*Your instructions*.
Search the data below for the string "DateTime" and copy all lines where it shows up.
Top of Information supplied
use std::collections::HashMap;
use std::io::ErrorKind;
use std::path::{Path, PathBuf};
use std::sync::atomic::{AtomicBool, Ordering};
use std::sync::{Arc, Mutex, MutexGuard, PoisonError};
use std::time::{Duration, SystemTime, UNIX_EPOCH};

use chrono::{DateTime, Utc};
use tokio::fs;
use tokio::sync::OwnedMutexGuard;
use tracing::{debug, info, warn};

use crate::config::ExecutorConfig;
use crate::error::{LabexecError, Result};

/// Longest accepted session id.
const MAX_SESSION_ID_LEN: usize = 128;

/// A session and its scratch directory.
#[derive(Debug)]
pub struct Session {
    id: String,
    dir: PathBuf,
    created_at: DateTime<Utc>,
    last_used: Mutex<DateTime<Utc>>,
    exec_lock: Arc<tokio::sync::Mutex<()>>,
    retired: AtomicBool,
}

impl Session {
    fn new(id: String, dir: PathBuf) -> Self {
        let now = Utc::now();
        Self {
            id,
            dir,
            created_at: now,
            last_used: Mutex::new(now),
            exec_lock: Arc::new(tokio::sync::Mutex::new(())),
            retired: AtomicBool::new(false),
        }
    }

    pub fn id(&self) -> &str {
        &self.id
    }

    pub fn dir(&self) -> &Path {
        &self.dir
    }

    pub fn created_at(&self) -> DateTime<Utc> {
        self.created_at
    }

    pub fn last_used(&self) -> DateTime<Utc> {
        *self.last_used.lock().unwrap_or_else(PoisonError::into_inner)
    }

    /// Update last activity timestamp
    pub fn touch(&self) {
        *self.last_used.lock().unwrap_or_else(PoisonError::into_inner) = Utc::now();
    }

    /// Wait for exclusive use of the session directory.
    pub async fn acquire(&self) -> OwnedMutexGuard<()> {
        Arc::clone(&self.exec_lock).lock_owned().await
    }

    fn try_acquire(&self) -> Option<OwnedMutexGuard<()>> {
        Arc::clone(&self.exec_lock).try_lock_owned().ok()
    }

    /// True once the session has been evicted; its directory may be gone.
    pub fn is_retired(&self) -> bool {
        self.retired.load(Ordering::SeqCst)
    }

    fn is_idle_since(&self, cutoff: DateTime<Utc>) -> bool {
        self.last_used() < cutoff
    }

    pub fn info(&self) -> SessionInfo {
        SessionInfo {
            id: self.id.clone(),
            dir: self.dir.clone(),
            created_at: self.created_at,
            last_used: self.last_used(),
        }
    }
}

/// Snapshot of a registered session
#[derive(Debug, Clone)]
pub struct SessionInfo {
    pub id: String,
    pub dir: PathBuf,
    pub created_at: DateTime<Utc>,
    pub last_used: DateTime<Utc>,
}

/// Maps session ids to scratch directories.
///
/// Directories are created on first use and reused afterwards. Nothing is
/// removed unless the host calls one of the cleanup hooks (`remove`,
/// `evict_idle`, `purge`).
#[derive(Debug)]
pub struct SessionRegistry {
    root: PathBuf,
    namespace: String,
    sessions: Mutex<HashMap<String, Arc<Session>>>,
}

impl SessionRegistry {
    pub fn new(root: impl Into<PathBuf>, namespace: impl Into<String>) -> Self {
        Self {
            root: root.into(),
            namespace: namespace.into(),
            sessions: Mutex::new(HashMap::new()),
        }
    }

    pub fn from_config(config: &ExecutorConfig) -> Self {
        Self::new(config.scratch_root(), config.namespace.clone())
    }

    pub fn root(&self) -> &Path {
        &self.root
    }

    /// Directory for `id`. Depends only on the root, namespace and id.
    pub fn dir_for(&self, id: &str) -> PathBuf {
        self.root.join(format!("{}{}", self.namespace, id))
    }

    fn map(&self) -> MutexGuard<'_, HashMap<String, Arc<Session>>> {
        self.sessions.lock().unwrap_or_else(PoisonError::into_inner)
    }

    /// Look up a session without touching the filesystem.
    pub fn get(&self, id: &str) -> Option<Arc<Session>> {
        self.map().get(id).cloned()
    }

    /// Resolve `session_id` to a session, creating its directory on first use.
    ///
    /// An absent or blank id gets a freshly generated one.
    pub async fn resolve(&self, session_id: Option<&str>) -> Result<Arc<Session>> {
        let id = match session_id.map(str::trim).filter(|s| !s.is_empty()) {
            Some(id) => {
                validate_session_id(id)?;
                id.to_string()
            }
            None => generate_session_id(),
        };

        if let Some(session) = self.get(&id) {
            session.touch();
            debug!(session = %id, "Reusing session");
            return Ok(session);
        }

        // Register the entry while holding its lock so nobody runs in, or
        // removes, the directory before it exists.
        let fresh = Arc::new(Session::new(id.clone(), self.dir_for(&id)));
        let _creating = fresh.try_acquire();
        let session = Arc::clone(
            self.map()
                .entry(id.clone())
                .or_insert_with(|| Arc::clone(&fresh)),
        );
        if !Arc::ptr_eq(&session, &fresh) {
            session.touch();
            return Ok(session);
        }

        if let Err(e) = fs::create_dir_all(session.dir()).await {
            session.retired.store(true, Ordering::SeqCst);
            self.unregister(&session);
            return Err(LabexecError::DirectoryCreation {
                path: session.dir().display().to_string(),
                message: e.to_string(),
            });
        }

        info!(session = %id, dir = %session.dir().display(), "Session ready");
        Ok(session)
    }

    /// List all registered sessions (newest first)
    pub fn sessions(&self) -> Vec<SessionInfo> {
        let mut sessions: Vec<SessionInfo> = self.map().values().map(|s| s.info()).collect();
        sessions.sort_by(|a, b| b.created_at.cmp(&a.created_at));
        sessions
    }

    pub fn len(&self) -> usize {
        self.map().len()
    }

    pub fn is_empty(&self) -> bool {
        self.map().is_empty()
    }

    /// Remove a session and its directory, waiting for any running command.
    ///
    /// Returns false if the id is unknown.
    pub async fn remove(&self, id: &str) -> Result<bool> {
        let Some(session) = self.get(id) else {
            return Ok(false);
        };

        let _guard = session.acquire().await;
        if session.is_retired() {
            return Ok(false);
        }
        self.retire(&session).await?;

        info!(session = %id, "Removed session");
        Ok(true)
    }

    /// Remove sessions unused for longer than `max_idle`.
    ///
    /// Sessions with a command in flight are skipped. Returns the number of
    /// sessions removed.
    pub async fn evict_idle(&self, max_idle: Duration) -> usize {
        let cutoff = chrono::Duration::from_std(max_idle)
            .ok()
            .and_then(|idle| Utc::now().checked_sub_signed(idle))
            .unwrap_or(DateTime::<Utc>::MIN_UTC);

        let candidates: Vec<Arc<Session>> = self
            .map()
            .values()
            .filter(|s| s.is_idle_since(cutoff))
            .cloned()
            .collect();

        let mut evicted = 0;
        for session in candidates {
            let Some(_guard) = session.try_acquire() else {
                debug!(session = %session.id(), "Session busy, not evicting");
                continue;
            };
            // Re-check under the lock, the session may have been used meanwhile.
            if session.is_retired() || !session.is_idle_since(cutoff) {
                continue;
            }

            if let Err(e) = self.retire(&session).await {
                warn!(session = %session.id(), error = %e, "Failed to remove session directory");
            }
            evicted += 1;
        }

        if evicted > 0 {
            info!(count = evicted, "Evicted idle sessions");
        }
        evicted
    }

    /// Remove every session and its directory. Intended for host shutdown.
    pub async fn purge(&self) -> usize {
        let sessions: Vec<Arc<Session>> = self.map().values().cloned().collect();

        let mut purged = 0;
        for session in sessions {
            let _guard = session.acquire().await;
            if session.is_retired() {
                continue;
            }
            if let Err(e) = self.retire(&session).await {
                warn!(session = %session.id(), error = %e, "Failed to remove session directory");
            }
            purged += 1;
        }

        if purged > 0 {
            info!(count = purged, "Purged sessions");
        }
        purged
    }

    /// Delete the session directory, then drop the registry entry.
    ///
    /// Callers hold the session lock. The entry stays registered while the
    /// directory is deleted, so concurrent callers queue on this session's
    /// lock and re-resolve once they see it retired. The entry is dropped even
    /// if deletion fails.
    async fn retire(&self, session: &Arc<Session>) -> Result<()> {
        session.retired.store(true, Ordering::SeqCst);
        let removed = remove_dir(session.dir()).await;
        self.unregister(session);
        removed
    }

    fn unregister(&self, session: &Arc<Session>) {
        let mut map = self.map();
        if map
            .get(session.id())
            .is_some_and(|current| Arc::ptr_eq(current, session))
        {
            map.remove(session.id());
        }
    }
}

async fn remove_dir(dir: &Path) -> Result<()> {
    match fs::remove_dir_all(dir).await {
        Ok(()) => Ok(()),
        Err(e) if e.kind() == ErrorKind::NotFound => Ok(()),
        Err(e) => Err(e.into()),
    }
}

/// Scratch directories under `root` whose name starts with `namespace`.
pub async fn scratch_dirs(root: &Path, namespace: &str) -> Result<Vec<PathBuf>> {
    if namespace.is_empty() {
        return Err(LabexecError::Config(
            "refusing to scan the scratch root with an empty namespace".to_string(),
        ));
    }

    let mut dirs = Vec::new();
    let mut entries = fs::read_dir(root).await?;

    while let Some(entry) = entries.next_entry().await? {
        let name = entry.file_name();
        let Some(name) = name.to_str() else {
            continue;
        };
        if name.starts_with(namespace) && entry.file_type().await?.is_dir() {
            dirs.push(entry.path());
        }
    }

    dirs.sort();
    Ok(dirs)
}

/// Remove every scratch directory under `root`.
///
/// Meant for leftovers of earlier processes; directories of sessions still
/// registered in a live process are removed too.
pub async fn sweep_scratch_root(root: &Path, namespace: &str) -> Result<usize> {
    let mut removed = 0;

    for dir in scratch_dirs(root, namespace).await? {
        match fs::remove_dir_all(&dir).await {
            Ok(()) => {
                debug!(path = %dir.display(), "Removed scratch directory");
                removed += 1;
            }
            Err(e) => {
                warn!(path = %dir.display(), error = %e, "Failed to remove scratch directory");
            }
        }
    }

    info!(count = removed, root = %root.display(), "Swept scratch directories");
    Ok(removed)
}

/// Session ids become part of a directory name, so only a conservative
/// character set is accepted.
pub fn validate_session_id(id: &str) -> Result<()> {
    let valid = !id.is_empty()
        && id.len() <= MAX_SESSION_ID_LEN
        && id != "."
        && id != ".."
        && id
            .chars()
            .all(|c| c.is_ascii_alphanumeric() || matches!(c, '-' | '_' | '.'));

    if valid {
        Ok(())
    } else {
        Err(LabexecError::InvalidSessionId { id: id.to_string() })
    }
}

/// Generate a short, unique session ID
pub fn generate_session_id() -> String {
    use std::sync::atomic::AtomicU64;
    static COUNTER: AtomicU64 = AtomicU64::new(0);

    let timestamp = SystemTime::now()
        .duration_since(UNIX_EPOCH)
        .unwrap_or_default()
        .as_millis() as u64;

    let counter = COUNTER.fetch_add(1, Ordering::SeqCst);

    // Timestamp + pid + counter, base36 for compactness
    format!(
        "{}-{}-{}",
        format_base36(timestamp),
        format_base36(u64::from(std::process::id())),
        format_base36(counter)
    )
}

/// Format a number as base36 string
fn format_base36(mut n: u64) -> String {
    const CHARS: &[u8] = b"0123456789abcdefghijklmnopqrstuvwxyz";

    if n == 0 {
        return "0".to_string();
    }

    let mut result = Vec::new();
    while n > 0 {
        result.push(CHARS[(n % 36) as usize]);
        n /= 36;
    }
    result.reverse();
    String::from_utf8(result).unwrap_or_else(|_| "error".to_string())
}

/// Parse TTL string (e.g., "5m", "1h", "30s")
pub fn parse_ttl(s: &str) -> Result<u64> {
    let s = s.trim().to_lowercase();

    if s.is_empty() {
        return Err(LabexecError::Config("Empty TTL value".to_string()));
    }

    let (num_str, multiplier) = if let Some(n) = s.strip_suffix('s') {
        (n, 1u64)
    } else if let Some(n) = s.strip_suffix('m') {
        (n, 60u64)
    } else if let Some(n) = s.strip_suffix('h') {
        (n, 3600u64)
    } else if let Some(n) = s.strip_suffix('d') {
        (n, 86400u64)
    } else {
        // Assume seconds if no suffix
        (s.as_str(), 1u64)
    };

    let num: u64 = num_str
        .parse()
        .map_err(|_| LabexecError::Config(format!("Invalid TTL value: {}", s)))?;

    num.checked_mul(multiplier)
        .ok_or_else(|| LabexecError::Config(format!("TTL value too large: {}", s)))
}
Bottom of Information supplied
*Response to this exercise*.
use chrono::{DateTime, Utc};
    created_at: DateTime<Utc>,
    last_used: Mutex<DateTime<Utc>>,
    pub fn created_at(&self) -> DateTime<Utc> {
    pub fn last_used(&self) -> DateTime<Utc> {
    fn is_idle_since(&self, cutoff: DateTime<Utc>) -> bool {
    pub created_at: DateTime<Utc>,
    pub last_used: DateTime<Utc>,
            .unwrap_or(DateTime::<Utc>::MIN_UTC);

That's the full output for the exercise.